My wife sent me a text a little while after I arrived at work to inform me that my framset wa delivered today! I stopped by my favorite local shop on the way home to check out the Super Six Hi Mod, Synapse Carbon, and Caad12 as well. They didn't have any SS Hi Mods in stock, but I did end up testing the Synapse Carbon Ultegra Di2 Disc. I came away impressed, but still excited about the Caad10 I got on a discount. Here's the first photos:
















Let the games begin!


----------



## 5DII (Aug 5, 2013)

can you post a couple close up pics of the BB shell? curious to see how it looks


----------



## Rashadabd (Sep 17, 2011)

5DII said:


> can you post a couple close up pics of the BB shell? curious to see how it looks


Sure, I will try to to do it in the morning.


----------



## Carbonsnail (Jan 14, 2006)

Just pulled the trigger CAAD 10 Red also about 30 minutes ago on EBay size 58cm. Normally I ride Giant I have a 2008 TCR Comp 1 and a 2002 OCR Elite both of which I built up with Campy I plan on running Centaur on my Cannondale. Good luck with your build.


----------



## Rashadabd (Sep 17, 2011)

Carbonsnail said:


> Just pulled the trigger CAAD 10 Red also about 30 minutes ago on EBay size 58cm. Normally I ride Giant I have a 2008 TCR Comp 1 and a 2002 OCR Elite both of which I built up with Campy I plan on running Centaur on my Cannondale. Good luck with your build.
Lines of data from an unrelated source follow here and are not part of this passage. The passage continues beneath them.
//! SQLite storage implementations
//!
//! This module provides SQLite-based implementations of all storage traits.
//! SQLite is suitable for single-instance deployments and development.
//!
//! Timestamps are stored as RFC 3339 text and JSON documents as text.

mod applications;
mod authorizations;
mod signing_keys;
mod tokens;
mod users;

use crate::errors::StorageError;
use crate::oauth::types::*;
use crate::storage::traits::*;
use async_trait::async_trait;
use chrono::{DateTime, SecondsFormat, Utc};
use sqlx::sqlite::{Sqlite, SqlitePool, SqliteRow};
use sqlx::{Decode, Row, Type};
use std::sync::Arc;

pub use applications::SqliteApplicationStore;
pub use authorizations::SqliteAuthorizationStore;
pub use signing_keys::SqliteSigningKeyStore;
pub use tokens::SqliteTokenStore;
pub use users::SqliteUserStore;

/// Comprehensive SQLite OAuth storage implementation
pub struct SqliteOAuthStorage {
    pool: SqlitePool,
    application_store: Arc<SqliteApplicationStore>,
    authorization_store: Arc<SqliteAuthorizationStore>,
    token_store: Arc<SqliteTokenStore>,
    signing_key_store: Arc<SqliteSigningKeyStore>,
    user_store: Arc<SqliteUserStore>,
}

impl SqliteOAuthStorage {
    /// Create a new SQLite OAuth storage instance
    pub fn new(pool: SqlitePool) -> Self {
        Self {
            application_store: Arc::new(SqliteApplicationStore::new(pool.clone())),
            authorization_store: Arc::new(SqliteAuthorizationStore::new(pool.clone())),
            token_store: Arc::new(SqliteTokenStore::new(pool.clone())),
            signing_key_store: Arc::new(SqliteSigningKeyStore::new(pool.clone())),
            user_store: Arc::new(SqliteUserStore::new(pool.clone())),
            pool,
        }
    }

    /// Run database migrations
    pub async fn migrate(&self) -> Result<()> {
        sqlx::migrate!("./migrations/sqlite")
            .run(&self.pool)
            .await
            .map_err(|e| StorageError::DatabaseError(format!("Migration failed: {}", e)))?;
        Ok(())
    }
}

pub(crate) fn column<'r, T>(row: &'r SqliteRow, name: &str) -> Result<T>
where
    T: Decode<'r, Sqlite> + Type<Sqlite>,
{
    row.try_get(name)
        .map_err(|e| StorageError::DatabaseError(format!("Failed to get {}: {}", name, e)))
}

pub(crate) fn timestamp_column(row: &SqliteRow, name: &str) -> Result<DateTime<Utc>> {
    let raw: String = column(row, name)?;
    parse_timestamp(name, &raw)
}

pub(crate) fn optional_timestamp_column(
    row: &SqliteRow,
    name: &str,
) -> Result<Option<DateTime<Utc>>> {
    let raw: Option<String> = column(row, name)?;
    raw.map(|raw| parse_timestamp(name, &raw)).transpose()
}

pub(crate) fn json_column(row: &SqliteRow, name: &str) -> Result<serde_json::Value> {
    let raw: String = column(row, name)?;
    serde_json::from_str(&raw)
        .map_err(|e| StorageError::SerializationFailed(format!("Failed to parse {}: {}", name, e)))
}

fn parse_timestamp(name: &str, raw: &str) -> Result<DateTime<Utc>> {
    DateTime::parse_from_rfc3339(raw)
        .map(|value| value.with_timezone(&Utc))
        .map_err(|e| StorageError::InvalidData(format!("Invalid timestamp in {}: {}", name, e)))
}

pub(crate) fn format_timestamp(value: DateTime<Utc>) -> String {
    value.to_rfc3339_opts(SecondsFormat::Micros, true)
}

pub(crate) fn database_error(e: sqlx::Error) -> StorageError {
    match &e {
        sqlx::Error::Database(db) if db.is_unique_violation() => {
            StorageError::Duplicate(db.message().to_string())
        }
        _ => StorageError::DatabaseError(e.to_string()),
    }
}

#[async_trait]
impl ApplicationStore for SqliteOAuthStorage {
    async fn store_application(&self, application: &Application) -> Result<()> {
        self.application_store.store_application(application).await
    }

    async fn get_application_by_client_id(&self, client_id: &str) -> Result<Option<Application>> {
        self.application_store
            .get_application_by_client_id(client_id)
            .await
    }

    async fn list_active_applications(&self) -> Result<Vec<Application>> {
        self.application_store.list_active_applications().await
    }
}

#[async_trait]
impl AuthorizationStore for SqliteOAuthStorage {
    async fn store_authorization(&self, authorization: &Authorization) -> Result<()> {
        self.authorization_store
            .store_authorization(authorization)
            .await
    }

    async fn get_authorization(&self, id: &str) -> Result<Option<Authorization>> {
        self.authorization_store.get_authorization(id).await
    }

    async fn find_valid_authorization(
        &self,
        application_id: &str,
        user_id: &str,
        scopes: &str,
    ) -> Result<Option<Authorization>> {
        self.authorization_store
            .find_valid_authorization(application_id, user_id, scopes)
            .await
    }

    async fn revoke_authorization(&self, id: &str) -> Result<usize> {
        self.authorization_store.revoke_authorization(id).await
    }
}

#[async_trait]
impl TokenStore for SqliteOAuthStorage {
    async fn store_token(&self, token: &Token) -> Result<()> {
        self.token_store.store_token(token).await
    }

    async fn get_token_by_reference(&self, reference_id: &str) -> Result<Option<Token>> {
        self.token_store.get_token_by_reference(reference_id).await
    }

    async fn redeem_token(&self, reference_id: &str, now: DateTime<Utc>) -> Result<bool> {
        self.token_store.redeem_token(reference_id, now).await
    }

    async fn redeem_and_store(
        &self,
        reference_id: &str,
        now: DateTime<Utc>,
        issued: &[Token],
    ) -> Result<bool> {
        self.token_store
            .redeem_and_store(reference_id, now, issued)
            .await
    }

    async fn revoke_token(&self, reference_id: &str) -> Result<bool> {
        self.token_store.revoke_token(reference_id).await
    }

    async fn revoke_tokens_by_authorization(&self, authorization_id: &str) -> Result<usize> {
        self.token_store
            .revoke_tokens_by_authorization(authorization_id)
            .await
    }

    async fn revoke_tokens_by_subject(&self, user_id: &str) -> Result<usize> {
        self.token_store.revoke_tokens_by_subject(user_id).await
    }
}

#[async_trait]
impl SigningKeyStore for SqliteOAuthStorage {
    async fn get_active_signing_key(&self) -> Result<Option<SigningKey>> {
        self.signing_key_store.get_active_signing_key().await
    }

    async fn list_signing_keys(&self) -> Result<Vec<SigningKey>> {
        self.signing_key_store.list_signing_keys().await
    }

    async fn activate_signing_key(&self, key: &SigningKey) -> Result<Option<String>> {
        self.signing_key_store.activate_signing_key(key).await
    }

    async fn set_signing_key_expiration(
        &self,
        key_id: &str,
        expires_at: Option<DateTime<Utc>>,
    ) -> Result<()> {
        self.signing_key_store
            .set_signing_key_expiration(key_id, expires_at)
            .await
    }
}

#[async_trait]
impl UserStore for SqliteOAuthStorage {
    async fn get_user(&self, user_id: &str) -> Result<Option<User>> {
        self.user_store.get_user(user_id).await
    }
}

impl OAuthStorage for SqliteOAuthStorage {}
Cool, congrats man! Looking forward to seeing some pics once you get it built up. Thanks!


----------



## Rashadabd (Sep 17, 2011)

Deleted


----------



## Rashadabd (Sep 17, 2011)

5DII said:


> can you post a couple close up pics of the BB shell? curious to see how it looks



View attachment 311322


View attachment 311323


Added these from dropbox (experiencing technical difficulties this morning). Let me know if you can't open them and I will see if I can take another route.


----------



## Rashadabd (Sep 17, 2011)

Deleted


----------



## 5DII (Aug 5, 2013)

attachments didnt work


----------



## Rashadabd (Sep 17, 2011)

5DII said:


> attachments didnt work


----------



## Rashadabd (Sep 17, 2011)




----------



## SundayNiagara (Apr 17, 2014)

Rashadabd said:


> View attachment 311330


Given the infamous Cannondale BB problems, are you going to use the new technology?


----------



## Rashadabd (Sep 17, 2011)

SundayNiagara said:


> Given the infamous Cannondale BB problems, are you going to use the new technology?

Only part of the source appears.